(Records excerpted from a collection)
++++++++

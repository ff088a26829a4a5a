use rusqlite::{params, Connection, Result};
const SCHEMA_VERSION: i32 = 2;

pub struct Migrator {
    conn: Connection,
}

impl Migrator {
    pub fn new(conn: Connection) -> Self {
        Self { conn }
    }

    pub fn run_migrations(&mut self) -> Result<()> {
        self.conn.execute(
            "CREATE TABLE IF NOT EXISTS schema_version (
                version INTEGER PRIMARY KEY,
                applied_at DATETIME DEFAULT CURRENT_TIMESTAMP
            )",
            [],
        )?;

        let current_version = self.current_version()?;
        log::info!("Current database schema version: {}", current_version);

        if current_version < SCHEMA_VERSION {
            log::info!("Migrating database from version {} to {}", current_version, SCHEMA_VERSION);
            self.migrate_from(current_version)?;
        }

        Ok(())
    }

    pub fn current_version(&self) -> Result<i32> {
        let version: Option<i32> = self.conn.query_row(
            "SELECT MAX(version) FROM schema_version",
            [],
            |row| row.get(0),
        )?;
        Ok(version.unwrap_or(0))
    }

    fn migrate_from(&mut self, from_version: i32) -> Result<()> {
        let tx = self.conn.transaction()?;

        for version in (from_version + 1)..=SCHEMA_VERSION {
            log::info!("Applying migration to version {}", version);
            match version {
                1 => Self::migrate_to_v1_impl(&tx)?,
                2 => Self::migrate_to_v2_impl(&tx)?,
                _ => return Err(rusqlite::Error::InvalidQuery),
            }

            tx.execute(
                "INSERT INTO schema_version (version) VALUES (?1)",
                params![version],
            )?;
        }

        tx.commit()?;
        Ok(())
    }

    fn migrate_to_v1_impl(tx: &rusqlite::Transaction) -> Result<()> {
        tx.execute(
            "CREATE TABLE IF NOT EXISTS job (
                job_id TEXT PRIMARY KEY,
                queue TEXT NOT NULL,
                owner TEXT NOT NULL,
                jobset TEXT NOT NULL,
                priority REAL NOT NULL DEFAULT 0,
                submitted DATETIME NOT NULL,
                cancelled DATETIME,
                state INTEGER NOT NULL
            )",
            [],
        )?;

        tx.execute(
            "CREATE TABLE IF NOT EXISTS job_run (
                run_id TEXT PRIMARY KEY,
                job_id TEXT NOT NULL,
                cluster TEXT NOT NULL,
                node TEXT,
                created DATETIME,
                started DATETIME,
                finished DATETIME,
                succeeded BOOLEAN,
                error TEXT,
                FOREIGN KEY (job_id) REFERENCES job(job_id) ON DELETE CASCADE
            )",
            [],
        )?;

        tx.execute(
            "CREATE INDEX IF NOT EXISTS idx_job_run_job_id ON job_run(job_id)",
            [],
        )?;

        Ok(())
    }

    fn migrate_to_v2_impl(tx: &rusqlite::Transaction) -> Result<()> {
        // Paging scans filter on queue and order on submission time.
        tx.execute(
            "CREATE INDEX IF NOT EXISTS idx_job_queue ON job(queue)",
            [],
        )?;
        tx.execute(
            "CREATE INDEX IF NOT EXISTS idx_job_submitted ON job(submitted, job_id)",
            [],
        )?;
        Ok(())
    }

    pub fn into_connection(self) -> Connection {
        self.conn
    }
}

++++++++

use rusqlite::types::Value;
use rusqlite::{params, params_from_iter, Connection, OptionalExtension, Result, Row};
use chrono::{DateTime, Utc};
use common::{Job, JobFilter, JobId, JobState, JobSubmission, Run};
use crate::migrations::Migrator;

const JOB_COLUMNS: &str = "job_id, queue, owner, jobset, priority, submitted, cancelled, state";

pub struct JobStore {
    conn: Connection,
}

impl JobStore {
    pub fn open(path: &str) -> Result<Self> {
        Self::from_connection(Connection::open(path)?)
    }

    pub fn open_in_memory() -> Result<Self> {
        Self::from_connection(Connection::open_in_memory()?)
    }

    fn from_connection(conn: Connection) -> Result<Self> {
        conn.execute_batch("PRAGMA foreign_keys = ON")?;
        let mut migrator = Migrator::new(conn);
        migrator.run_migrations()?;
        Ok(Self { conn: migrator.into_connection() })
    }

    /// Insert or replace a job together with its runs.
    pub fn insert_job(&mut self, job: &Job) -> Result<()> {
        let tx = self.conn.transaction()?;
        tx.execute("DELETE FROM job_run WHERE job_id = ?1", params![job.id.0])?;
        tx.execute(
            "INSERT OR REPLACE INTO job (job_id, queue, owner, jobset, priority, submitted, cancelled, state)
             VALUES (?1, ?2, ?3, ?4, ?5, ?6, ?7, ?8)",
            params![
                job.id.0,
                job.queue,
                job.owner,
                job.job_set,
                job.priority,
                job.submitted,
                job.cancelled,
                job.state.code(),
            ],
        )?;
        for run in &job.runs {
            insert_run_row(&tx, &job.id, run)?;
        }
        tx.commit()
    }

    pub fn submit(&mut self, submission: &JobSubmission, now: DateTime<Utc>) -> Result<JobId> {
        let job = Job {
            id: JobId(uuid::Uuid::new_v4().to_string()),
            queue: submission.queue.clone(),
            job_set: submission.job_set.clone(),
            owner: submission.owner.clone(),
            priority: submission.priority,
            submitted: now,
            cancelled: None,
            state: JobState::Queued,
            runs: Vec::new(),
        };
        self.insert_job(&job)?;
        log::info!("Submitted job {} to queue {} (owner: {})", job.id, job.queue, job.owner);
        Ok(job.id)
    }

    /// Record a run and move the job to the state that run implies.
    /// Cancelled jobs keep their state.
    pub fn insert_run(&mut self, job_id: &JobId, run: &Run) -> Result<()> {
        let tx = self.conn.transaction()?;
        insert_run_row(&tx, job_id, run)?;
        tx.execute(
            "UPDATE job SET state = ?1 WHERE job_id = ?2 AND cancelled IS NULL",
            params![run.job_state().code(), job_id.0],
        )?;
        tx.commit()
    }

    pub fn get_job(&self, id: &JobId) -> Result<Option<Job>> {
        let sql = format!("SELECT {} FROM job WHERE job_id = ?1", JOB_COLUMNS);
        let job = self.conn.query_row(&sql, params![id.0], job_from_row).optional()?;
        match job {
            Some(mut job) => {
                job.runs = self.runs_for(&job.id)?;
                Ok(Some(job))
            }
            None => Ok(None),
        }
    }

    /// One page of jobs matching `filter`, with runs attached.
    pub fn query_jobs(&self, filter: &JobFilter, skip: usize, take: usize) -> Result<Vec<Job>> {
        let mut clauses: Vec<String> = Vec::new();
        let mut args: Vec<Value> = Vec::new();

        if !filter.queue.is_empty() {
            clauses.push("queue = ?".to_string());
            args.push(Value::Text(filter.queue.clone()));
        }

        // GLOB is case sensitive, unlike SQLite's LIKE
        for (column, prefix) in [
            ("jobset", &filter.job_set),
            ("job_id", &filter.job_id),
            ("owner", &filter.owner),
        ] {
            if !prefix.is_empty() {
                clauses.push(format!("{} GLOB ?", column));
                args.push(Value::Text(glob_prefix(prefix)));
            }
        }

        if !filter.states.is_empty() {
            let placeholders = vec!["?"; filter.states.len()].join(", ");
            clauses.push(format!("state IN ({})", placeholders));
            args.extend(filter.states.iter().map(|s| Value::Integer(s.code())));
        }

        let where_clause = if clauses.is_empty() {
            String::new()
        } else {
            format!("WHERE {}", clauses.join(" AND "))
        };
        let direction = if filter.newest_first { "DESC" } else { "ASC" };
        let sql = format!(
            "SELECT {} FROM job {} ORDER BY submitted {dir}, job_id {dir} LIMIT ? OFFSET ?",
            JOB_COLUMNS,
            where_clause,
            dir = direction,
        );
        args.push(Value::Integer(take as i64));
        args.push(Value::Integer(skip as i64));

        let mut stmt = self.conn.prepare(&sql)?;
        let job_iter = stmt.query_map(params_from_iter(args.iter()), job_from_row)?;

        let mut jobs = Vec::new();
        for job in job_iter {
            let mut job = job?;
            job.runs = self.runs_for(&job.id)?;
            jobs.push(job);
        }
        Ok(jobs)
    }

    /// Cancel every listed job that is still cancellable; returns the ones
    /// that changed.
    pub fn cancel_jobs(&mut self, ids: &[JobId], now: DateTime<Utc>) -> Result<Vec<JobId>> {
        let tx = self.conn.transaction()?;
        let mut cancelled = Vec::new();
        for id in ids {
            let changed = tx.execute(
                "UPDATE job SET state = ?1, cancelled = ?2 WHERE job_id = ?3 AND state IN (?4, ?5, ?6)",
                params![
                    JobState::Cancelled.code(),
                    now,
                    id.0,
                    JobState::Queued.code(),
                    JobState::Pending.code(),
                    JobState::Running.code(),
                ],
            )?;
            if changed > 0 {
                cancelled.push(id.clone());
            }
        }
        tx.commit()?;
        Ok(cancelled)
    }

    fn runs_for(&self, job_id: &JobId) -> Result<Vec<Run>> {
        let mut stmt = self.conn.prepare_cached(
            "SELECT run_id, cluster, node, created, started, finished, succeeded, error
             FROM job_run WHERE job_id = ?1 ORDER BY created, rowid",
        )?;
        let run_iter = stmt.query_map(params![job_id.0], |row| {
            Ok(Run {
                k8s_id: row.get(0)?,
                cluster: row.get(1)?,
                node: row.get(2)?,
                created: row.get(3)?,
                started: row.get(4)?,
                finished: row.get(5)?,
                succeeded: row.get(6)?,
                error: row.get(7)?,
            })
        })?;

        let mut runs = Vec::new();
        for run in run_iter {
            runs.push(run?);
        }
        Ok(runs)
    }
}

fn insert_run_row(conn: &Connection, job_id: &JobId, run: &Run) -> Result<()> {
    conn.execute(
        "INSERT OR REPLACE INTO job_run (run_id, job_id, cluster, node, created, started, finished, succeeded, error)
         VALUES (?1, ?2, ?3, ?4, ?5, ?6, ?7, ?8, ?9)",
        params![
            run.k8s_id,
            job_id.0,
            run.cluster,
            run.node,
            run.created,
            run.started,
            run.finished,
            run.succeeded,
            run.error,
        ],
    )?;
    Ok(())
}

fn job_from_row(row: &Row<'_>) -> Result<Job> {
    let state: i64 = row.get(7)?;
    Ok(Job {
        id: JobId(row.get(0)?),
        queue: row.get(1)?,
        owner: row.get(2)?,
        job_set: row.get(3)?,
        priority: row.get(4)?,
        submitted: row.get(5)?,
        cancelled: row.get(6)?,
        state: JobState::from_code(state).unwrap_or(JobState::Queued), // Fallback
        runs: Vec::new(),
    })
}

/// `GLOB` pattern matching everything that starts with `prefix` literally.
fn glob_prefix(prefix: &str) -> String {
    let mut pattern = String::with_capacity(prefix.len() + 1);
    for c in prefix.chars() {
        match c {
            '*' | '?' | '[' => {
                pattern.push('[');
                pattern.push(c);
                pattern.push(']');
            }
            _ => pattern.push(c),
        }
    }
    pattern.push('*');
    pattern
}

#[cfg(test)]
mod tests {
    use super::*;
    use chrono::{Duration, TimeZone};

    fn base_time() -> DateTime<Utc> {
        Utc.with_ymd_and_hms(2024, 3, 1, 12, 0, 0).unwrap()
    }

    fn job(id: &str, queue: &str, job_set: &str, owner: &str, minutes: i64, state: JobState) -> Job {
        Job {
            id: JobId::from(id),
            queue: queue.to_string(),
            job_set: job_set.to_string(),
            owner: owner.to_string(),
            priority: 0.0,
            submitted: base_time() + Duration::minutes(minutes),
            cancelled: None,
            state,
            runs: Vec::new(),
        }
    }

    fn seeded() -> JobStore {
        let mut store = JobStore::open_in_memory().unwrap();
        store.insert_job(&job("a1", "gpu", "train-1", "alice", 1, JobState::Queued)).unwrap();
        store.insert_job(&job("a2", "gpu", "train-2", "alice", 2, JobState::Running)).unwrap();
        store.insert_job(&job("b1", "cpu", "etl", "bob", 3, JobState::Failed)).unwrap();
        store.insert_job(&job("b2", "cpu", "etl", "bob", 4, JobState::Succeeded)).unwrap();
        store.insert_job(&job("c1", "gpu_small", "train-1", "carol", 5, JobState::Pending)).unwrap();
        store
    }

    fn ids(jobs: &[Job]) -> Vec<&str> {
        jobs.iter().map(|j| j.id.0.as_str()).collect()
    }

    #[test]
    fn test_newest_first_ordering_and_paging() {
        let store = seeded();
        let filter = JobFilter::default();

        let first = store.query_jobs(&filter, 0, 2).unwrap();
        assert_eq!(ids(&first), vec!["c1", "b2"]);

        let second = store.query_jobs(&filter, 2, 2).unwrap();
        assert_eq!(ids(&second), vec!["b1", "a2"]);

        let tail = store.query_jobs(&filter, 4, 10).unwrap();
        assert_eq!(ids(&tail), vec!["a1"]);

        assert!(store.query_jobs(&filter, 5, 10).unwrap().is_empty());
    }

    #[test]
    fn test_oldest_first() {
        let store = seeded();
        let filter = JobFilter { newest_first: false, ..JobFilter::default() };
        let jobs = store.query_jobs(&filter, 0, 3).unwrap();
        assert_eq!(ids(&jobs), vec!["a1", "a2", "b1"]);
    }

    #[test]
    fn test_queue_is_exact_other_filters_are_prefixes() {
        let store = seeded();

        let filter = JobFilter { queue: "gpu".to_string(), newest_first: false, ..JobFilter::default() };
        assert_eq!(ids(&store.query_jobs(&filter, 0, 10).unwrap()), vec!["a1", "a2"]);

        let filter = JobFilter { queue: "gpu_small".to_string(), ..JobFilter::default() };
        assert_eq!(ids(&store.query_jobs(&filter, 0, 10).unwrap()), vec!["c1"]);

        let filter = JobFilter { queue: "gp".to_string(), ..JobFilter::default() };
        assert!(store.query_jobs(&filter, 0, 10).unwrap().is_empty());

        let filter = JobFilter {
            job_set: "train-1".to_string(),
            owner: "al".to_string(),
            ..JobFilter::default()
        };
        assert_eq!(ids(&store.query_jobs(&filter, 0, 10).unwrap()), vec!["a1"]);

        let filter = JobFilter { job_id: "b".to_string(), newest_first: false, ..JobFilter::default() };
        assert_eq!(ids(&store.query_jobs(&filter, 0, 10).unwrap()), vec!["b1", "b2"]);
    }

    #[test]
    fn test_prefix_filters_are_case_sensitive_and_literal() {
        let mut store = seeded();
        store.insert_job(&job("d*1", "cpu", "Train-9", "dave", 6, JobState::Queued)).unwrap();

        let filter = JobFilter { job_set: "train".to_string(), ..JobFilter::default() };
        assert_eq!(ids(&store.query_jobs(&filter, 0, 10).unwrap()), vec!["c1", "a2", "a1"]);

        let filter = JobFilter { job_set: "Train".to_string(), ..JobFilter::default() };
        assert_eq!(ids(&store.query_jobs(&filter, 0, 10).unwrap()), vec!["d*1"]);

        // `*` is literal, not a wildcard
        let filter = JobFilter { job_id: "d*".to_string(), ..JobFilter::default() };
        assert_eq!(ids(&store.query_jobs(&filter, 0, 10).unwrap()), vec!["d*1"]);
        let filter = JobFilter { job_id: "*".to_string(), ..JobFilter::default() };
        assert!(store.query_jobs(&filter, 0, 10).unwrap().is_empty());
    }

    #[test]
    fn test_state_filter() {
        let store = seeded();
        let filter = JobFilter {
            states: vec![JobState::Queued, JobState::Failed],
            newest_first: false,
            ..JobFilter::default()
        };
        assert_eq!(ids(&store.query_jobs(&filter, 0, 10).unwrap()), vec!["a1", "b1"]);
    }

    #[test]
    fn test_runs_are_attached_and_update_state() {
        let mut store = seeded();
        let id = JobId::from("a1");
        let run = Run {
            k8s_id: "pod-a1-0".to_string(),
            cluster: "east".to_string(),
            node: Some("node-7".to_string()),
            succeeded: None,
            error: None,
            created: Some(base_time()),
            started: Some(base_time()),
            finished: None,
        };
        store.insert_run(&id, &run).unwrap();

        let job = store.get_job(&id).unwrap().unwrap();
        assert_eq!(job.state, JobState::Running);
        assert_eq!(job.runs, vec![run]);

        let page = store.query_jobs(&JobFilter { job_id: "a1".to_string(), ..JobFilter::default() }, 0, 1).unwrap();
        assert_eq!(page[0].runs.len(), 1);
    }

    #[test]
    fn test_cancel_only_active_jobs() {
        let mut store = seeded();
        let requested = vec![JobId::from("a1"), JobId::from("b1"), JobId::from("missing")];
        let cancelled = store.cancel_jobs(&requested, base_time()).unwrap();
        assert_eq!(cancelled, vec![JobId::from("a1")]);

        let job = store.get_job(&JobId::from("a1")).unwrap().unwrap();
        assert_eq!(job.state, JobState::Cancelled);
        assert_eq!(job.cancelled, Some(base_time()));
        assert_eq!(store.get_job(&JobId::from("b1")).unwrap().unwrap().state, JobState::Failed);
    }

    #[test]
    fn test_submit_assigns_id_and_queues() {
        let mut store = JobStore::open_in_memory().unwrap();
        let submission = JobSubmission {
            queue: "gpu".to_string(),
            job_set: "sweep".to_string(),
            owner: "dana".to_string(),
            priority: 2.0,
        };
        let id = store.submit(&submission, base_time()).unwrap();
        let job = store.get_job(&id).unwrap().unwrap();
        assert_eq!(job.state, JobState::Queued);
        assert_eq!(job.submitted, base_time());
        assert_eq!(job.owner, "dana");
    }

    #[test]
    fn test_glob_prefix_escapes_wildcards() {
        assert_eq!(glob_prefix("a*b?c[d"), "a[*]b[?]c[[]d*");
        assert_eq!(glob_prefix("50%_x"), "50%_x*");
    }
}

++++++++

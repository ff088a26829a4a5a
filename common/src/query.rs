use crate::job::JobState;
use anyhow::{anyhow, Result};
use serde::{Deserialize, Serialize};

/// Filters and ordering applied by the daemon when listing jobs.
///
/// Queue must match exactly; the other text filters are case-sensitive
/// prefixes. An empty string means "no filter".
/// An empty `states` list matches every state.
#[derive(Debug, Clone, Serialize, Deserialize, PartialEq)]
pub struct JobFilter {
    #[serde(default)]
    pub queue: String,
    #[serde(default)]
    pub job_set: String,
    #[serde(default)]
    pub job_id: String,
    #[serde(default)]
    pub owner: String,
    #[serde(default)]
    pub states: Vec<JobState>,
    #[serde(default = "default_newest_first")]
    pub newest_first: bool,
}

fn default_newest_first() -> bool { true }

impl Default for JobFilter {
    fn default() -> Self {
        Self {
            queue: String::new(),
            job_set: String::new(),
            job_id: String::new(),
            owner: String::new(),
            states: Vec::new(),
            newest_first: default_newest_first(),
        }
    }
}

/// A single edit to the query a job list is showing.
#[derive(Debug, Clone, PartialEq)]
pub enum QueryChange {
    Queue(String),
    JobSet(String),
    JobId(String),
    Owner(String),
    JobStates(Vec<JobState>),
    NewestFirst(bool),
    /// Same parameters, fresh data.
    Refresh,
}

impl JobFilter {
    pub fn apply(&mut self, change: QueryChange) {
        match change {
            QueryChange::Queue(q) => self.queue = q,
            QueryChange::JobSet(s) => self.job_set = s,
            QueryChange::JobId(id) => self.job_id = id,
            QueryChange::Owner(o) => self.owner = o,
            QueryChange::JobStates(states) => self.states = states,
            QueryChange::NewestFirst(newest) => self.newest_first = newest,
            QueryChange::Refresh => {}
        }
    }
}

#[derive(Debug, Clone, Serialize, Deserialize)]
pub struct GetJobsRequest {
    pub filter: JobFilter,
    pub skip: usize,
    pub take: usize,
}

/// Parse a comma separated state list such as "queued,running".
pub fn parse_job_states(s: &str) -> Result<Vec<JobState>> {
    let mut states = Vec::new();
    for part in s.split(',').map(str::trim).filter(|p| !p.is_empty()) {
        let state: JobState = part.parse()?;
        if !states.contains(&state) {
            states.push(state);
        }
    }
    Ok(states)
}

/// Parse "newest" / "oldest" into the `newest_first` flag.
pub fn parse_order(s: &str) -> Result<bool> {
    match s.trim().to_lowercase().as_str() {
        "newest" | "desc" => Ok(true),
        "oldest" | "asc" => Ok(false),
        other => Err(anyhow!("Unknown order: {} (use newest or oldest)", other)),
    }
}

++++++++

Count the lines in the entries above that include the string "node", then give only that figure.

→ Response to this task
6